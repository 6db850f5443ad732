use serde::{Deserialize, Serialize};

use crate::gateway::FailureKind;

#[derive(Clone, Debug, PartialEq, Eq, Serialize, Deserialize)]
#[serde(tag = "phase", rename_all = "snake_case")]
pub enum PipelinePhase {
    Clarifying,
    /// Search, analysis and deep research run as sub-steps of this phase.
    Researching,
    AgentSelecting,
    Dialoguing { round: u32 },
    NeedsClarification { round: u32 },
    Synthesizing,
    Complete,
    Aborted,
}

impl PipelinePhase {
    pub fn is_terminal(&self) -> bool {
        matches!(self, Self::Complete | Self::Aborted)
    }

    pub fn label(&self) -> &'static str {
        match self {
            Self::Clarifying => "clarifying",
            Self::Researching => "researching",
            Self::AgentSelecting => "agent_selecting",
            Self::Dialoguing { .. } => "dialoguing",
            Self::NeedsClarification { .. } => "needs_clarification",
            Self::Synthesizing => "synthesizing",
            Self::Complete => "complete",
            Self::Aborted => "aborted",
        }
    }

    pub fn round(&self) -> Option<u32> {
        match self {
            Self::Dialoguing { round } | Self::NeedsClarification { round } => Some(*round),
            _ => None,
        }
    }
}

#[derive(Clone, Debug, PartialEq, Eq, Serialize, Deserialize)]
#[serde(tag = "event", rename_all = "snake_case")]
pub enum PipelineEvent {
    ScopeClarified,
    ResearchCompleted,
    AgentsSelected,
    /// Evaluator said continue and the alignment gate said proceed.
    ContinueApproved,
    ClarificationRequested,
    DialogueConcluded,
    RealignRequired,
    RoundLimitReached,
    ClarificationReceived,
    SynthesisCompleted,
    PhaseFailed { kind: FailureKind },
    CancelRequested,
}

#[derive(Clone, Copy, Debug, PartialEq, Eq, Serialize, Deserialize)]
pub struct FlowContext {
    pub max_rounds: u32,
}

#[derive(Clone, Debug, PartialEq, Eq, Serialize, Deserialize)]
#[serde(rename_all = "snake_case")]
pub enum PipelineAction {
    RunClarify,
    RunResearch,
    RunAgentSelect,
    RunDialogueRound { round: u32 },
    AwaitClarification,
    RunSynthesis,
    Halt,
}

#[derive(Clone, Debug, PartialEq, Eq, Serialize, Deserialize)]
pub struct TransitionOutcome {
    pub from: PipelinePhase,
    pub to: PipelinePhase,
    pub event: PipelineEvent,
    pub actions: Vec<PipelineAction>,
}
---+---
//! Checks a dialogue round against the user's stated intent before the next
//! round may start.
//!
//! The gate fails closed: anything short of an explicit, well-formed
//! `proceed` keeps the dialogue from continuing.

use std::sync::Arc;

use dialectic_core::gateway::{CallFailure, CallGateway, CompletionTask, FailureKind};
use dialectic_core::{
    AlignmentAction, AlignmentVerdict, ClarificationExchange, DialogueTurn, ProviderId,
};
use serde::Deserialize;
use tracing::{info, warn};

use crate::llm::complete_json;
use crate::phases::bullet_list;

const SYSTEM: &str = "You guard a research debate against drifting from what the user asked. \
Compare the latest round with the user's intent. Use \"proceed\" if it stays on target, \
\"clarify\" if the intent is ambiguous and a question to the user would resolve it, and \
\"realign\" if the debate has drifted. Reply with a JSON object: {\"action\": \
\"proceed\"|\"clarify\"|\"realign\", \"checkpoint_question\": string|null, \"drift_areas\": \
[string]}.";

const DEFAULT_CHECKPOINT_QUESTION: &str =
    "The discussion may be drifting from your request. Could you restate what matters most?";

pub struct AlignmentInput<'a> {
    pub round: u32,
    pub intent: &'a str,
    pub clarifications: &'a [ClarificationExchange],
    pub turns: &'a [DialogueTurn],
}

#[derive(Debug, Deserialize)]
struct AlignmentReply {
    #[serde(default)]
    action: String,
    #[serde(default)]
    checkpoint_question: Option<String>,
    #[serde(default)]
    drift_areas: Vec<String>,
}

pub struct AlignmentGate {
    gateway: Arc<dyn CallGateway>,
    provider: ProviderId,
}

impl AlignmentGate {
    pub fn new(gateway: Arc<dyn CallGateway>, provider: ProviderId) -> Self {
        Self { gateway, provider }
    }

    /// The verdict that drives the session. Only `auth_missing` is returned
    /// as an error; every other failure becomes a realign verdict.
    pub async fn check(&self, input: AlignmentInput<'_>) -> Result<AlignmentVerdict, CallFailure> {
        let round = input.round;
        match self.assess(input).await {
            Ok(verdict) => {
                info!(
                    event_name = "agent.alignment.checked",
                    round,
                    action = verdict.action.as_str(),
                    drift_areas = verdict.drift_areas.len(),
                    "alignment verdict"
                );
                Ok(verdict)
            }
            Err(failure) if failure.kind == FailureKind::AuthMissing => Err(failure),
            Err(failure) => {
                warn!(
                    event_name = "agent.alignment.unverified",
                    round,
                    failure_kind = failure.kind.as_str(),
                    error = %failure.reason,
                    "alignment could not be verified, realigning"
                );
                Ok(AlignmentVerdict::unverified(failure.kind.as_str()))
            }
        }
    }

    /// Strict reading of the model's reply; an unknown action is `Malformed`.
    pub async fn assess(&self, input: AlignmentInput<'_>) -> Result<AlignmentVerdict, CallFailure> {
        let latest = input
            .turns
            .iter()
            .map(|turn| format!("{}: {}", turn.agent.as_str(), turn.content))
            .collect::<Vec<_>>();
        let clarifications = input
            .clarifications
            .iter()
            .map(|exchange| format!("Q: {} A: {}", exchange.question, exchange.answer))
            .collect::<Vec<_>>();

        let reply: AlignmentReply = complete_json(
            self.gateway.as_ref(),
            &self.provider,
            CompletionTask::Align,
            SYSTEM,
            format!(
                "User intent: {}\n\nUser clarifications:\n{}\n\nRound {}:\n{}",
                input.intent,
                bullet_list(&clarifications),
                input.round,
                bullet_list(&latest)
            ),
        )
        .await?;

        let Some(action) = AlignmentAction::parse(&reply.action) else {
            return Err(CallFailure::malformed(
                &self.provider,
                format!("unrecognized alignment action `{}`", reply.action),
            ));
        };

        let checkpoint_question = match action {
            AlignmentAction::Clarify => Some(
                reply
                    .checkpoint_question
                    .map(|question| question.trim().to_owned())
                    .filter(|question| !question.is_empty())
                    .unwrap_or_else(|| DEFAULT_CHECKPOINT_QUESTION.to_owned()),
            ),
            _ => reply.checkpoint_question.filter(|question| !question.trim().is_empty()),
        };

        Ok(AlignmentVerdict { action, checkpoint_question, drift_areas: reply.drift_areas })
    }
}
---+---
Look over the records above and filter for each line with the word "drifting".

const SYSTEM: &str = "You guard a research debate against drifting from what the user asked. \
    "The discussion may be drifting from your request. Could you restate what matters most?";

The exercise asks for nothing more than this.